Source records
Segment Open

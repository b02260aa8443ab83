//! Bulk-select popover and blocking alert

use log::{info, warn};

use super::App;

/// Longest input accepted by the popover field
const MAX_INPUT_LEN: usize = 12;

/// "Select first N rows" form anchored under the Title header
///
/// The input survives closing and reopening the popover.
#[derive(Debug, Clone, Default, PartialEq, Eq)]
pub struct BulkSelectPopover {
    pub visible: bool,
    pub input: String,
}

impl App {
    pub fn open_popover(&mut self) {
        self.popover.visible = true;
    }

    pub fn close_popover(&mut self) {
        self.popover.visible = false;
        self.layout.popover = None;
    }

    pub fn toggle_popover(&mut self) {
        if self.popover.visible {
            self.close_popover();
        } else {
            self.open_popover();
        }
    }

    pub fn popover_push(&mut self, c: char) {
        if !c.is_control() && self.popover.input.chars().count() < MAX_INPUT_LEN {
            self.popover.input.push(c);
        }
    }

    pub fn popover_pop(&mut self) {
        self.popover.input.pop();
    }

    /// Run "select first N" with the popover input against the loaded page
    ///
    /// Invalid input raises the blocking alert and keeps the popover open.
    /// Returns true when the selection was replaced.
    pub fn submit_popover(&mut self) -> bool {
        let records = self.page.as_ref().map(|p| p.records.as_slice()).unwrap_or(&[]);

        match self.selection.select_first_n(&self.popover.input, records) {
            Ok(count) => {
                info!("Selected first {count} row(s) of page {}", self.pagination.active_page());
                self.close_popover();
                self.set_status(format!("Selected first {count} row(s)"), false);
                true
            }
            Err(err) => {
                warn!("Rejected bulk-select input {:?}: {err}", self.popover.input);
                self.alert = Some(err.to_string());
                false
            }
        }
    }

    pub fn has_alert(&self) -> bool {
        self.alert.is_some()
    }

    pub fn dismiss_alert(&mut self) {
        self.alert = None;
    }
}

Segment Closed
Segment Open

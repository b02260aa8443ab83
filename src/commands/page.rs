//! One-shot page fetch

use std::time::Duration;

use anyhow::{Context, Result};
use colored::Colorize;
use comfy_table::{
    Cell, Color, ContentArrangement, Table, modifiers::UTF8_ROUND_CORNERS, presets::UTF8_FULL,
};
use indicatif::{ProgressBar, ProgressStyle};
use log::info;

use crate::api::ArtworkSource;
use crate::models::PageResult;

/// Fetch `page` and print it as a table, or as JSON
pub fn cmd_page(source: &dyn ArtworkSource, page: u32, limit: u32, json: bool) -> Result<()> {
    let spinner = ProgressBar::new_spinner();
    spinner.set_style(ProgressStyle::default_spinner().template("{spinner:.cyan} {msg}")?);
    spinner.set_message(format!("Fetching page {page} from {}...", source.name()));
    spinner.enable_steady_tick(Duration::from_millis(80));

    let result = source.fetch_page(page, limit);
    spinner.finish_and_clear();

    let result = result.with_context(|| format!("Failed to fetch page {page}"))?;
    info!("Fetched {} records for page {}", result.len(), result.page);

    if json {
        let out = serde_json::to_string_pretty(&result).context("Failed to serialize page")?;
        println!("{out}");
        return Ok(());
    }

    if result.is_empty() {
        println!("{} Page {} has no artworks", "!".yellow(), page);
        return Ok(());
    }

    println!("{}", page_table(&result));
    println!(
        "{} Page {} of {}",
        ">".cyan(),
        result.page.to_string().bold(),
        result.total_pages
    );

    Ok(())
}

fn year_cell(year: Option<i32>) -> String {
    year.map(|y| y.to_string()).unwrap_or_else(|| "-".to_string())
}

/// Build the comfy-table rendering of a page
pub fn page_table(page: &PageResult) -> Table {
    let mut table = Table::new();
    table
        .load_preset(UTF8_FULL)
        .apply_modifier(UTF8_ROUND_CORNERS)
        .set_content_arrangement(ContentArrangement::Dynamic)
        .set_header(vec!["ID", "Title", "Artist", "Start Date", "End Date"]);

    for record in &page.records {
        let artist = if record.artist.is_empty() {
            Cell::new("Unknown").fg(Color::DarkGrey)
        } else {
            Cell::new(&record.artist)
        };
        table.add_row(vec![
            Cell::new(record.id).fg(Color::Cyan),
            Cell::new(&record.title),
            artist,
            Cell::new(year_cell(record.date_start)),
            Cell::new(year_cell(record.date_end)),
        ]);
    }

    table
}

Segment Closed
Segment Open

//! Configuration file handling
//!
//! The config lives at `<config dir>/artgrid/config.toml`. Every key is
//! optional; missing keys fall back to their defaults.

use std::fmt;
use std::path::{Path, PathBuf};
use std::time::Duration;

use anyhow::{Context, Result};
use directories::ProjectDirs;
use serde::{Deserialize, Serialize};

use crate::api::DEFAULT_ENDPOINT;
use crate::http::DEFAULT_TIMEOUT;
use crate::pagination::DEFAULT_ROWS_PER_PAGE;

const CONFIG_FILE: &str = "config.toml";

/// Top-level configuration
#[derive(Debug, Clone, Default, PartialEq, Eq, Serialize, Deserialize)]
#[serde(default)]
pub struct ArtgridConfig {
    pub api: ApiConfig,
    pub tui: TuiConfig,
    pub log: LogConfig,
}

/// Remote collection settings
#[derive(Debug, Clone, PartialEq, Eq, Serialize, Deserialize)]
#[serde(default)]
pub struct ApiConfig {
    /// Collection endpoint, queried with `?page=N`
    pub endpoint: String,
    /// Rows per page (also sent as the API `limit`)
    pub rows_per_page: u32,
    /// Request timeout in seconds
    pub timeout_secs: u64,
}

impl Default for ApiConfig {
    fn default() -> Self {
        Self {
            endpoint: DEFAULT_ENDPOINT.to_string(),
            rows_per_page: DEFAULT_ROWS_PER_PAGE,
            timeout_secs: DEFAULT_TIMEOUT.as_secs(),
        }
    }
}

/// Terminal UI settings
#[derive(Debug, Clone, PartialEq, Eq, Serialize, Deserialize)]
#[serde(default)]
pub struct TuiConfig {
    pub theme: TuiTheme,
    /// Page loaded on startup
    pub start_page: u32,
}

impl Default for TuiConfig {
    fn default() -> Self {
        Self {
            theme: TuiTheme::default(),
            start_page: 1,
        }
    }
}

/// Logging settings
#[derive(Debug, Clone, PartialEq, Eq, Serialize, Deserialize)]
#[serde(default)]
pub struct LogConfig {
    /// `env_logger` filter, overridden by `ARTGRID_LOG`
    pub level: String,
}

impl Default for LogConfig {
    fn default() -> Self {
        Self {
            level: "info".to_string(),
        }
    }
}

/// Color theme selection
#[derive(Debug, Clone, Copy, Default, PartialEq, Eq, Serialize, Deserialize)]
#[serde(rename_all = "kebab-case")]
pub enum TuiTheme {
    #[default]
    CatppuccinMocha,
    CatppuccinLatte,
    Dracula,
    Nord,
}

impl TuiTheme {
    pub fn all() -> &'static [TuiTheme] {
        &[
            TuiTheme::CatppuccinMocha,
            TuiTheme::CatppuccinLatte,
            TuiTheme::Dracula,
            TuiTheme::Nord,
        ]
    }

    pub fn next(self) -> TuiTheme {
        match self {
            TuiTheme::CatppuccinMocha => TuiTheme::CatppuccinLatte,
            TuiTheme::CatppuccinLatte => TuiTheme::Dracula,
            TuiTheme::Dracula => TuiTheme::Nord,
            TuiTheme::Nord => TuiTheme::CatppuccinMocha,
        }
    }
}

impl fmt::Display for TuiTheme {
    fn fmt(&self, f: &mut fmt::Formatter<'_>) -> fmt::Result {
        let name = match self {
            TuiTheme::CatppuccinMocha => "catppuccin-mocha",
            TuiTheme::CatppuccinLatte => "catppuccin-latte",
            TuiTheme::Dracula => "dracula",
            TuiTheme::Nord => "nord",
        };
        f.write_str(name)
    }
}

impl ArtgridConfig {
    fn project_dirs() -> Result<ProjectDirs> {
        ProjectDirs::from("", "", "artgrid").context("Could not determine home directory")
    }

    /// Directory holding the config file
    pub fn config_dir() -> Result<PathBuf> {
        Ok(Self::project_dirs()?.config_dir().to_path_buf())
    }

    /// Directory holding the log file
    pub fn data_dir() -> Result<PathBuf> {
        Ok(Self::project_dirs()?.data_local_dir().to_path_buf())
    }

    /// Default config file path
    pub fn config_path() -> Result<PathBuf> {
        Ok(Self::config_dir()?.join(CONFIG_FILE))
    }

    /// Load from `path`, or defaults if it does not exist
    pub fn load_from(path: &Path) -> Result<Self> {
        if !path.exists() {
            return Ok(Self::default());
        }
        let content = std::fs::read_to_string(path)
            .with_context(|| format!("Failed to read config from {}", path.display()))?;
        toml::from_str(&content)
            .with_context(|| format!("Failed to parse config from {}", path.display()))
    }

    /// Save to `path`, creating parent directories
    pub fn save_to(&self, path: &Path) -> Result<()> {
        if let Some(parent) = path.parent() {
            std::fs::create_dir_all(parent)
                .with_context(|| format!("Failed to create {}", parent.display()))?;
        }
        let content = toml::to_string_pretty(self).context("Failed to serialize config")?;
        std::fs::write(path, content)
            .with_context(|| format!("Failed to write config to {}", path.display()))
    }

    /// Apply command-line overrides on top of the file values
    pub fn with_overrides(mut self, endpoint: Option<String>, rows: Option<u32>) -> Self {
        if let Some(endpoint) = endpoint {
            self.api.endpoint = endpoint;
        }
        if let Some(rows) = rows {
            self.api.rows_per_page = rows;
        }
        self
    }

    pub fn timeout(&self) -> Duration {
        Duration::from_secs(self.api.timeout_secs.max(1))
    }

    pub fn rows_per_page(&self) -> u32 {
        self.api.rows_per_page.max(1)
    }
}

Segment Closed

### DESCRIPTION OF THE TASK
The required answer is the run of lines above, starting at the line with "and blocking alert" and ending at the line with "reopening the popover.", reproduced exactly with both ends.

### ANSWER TO THIS TASK
//! Bulk-select popover and blocking alert

use log::{info, warn};

use super::App;

/// Longest input accepted by the popover field
const MAX_INPUT_LEN: usize = 12;

/// "Select first N rows" form anchored under the Title header
///
/// The input survives closing and reopening the popover.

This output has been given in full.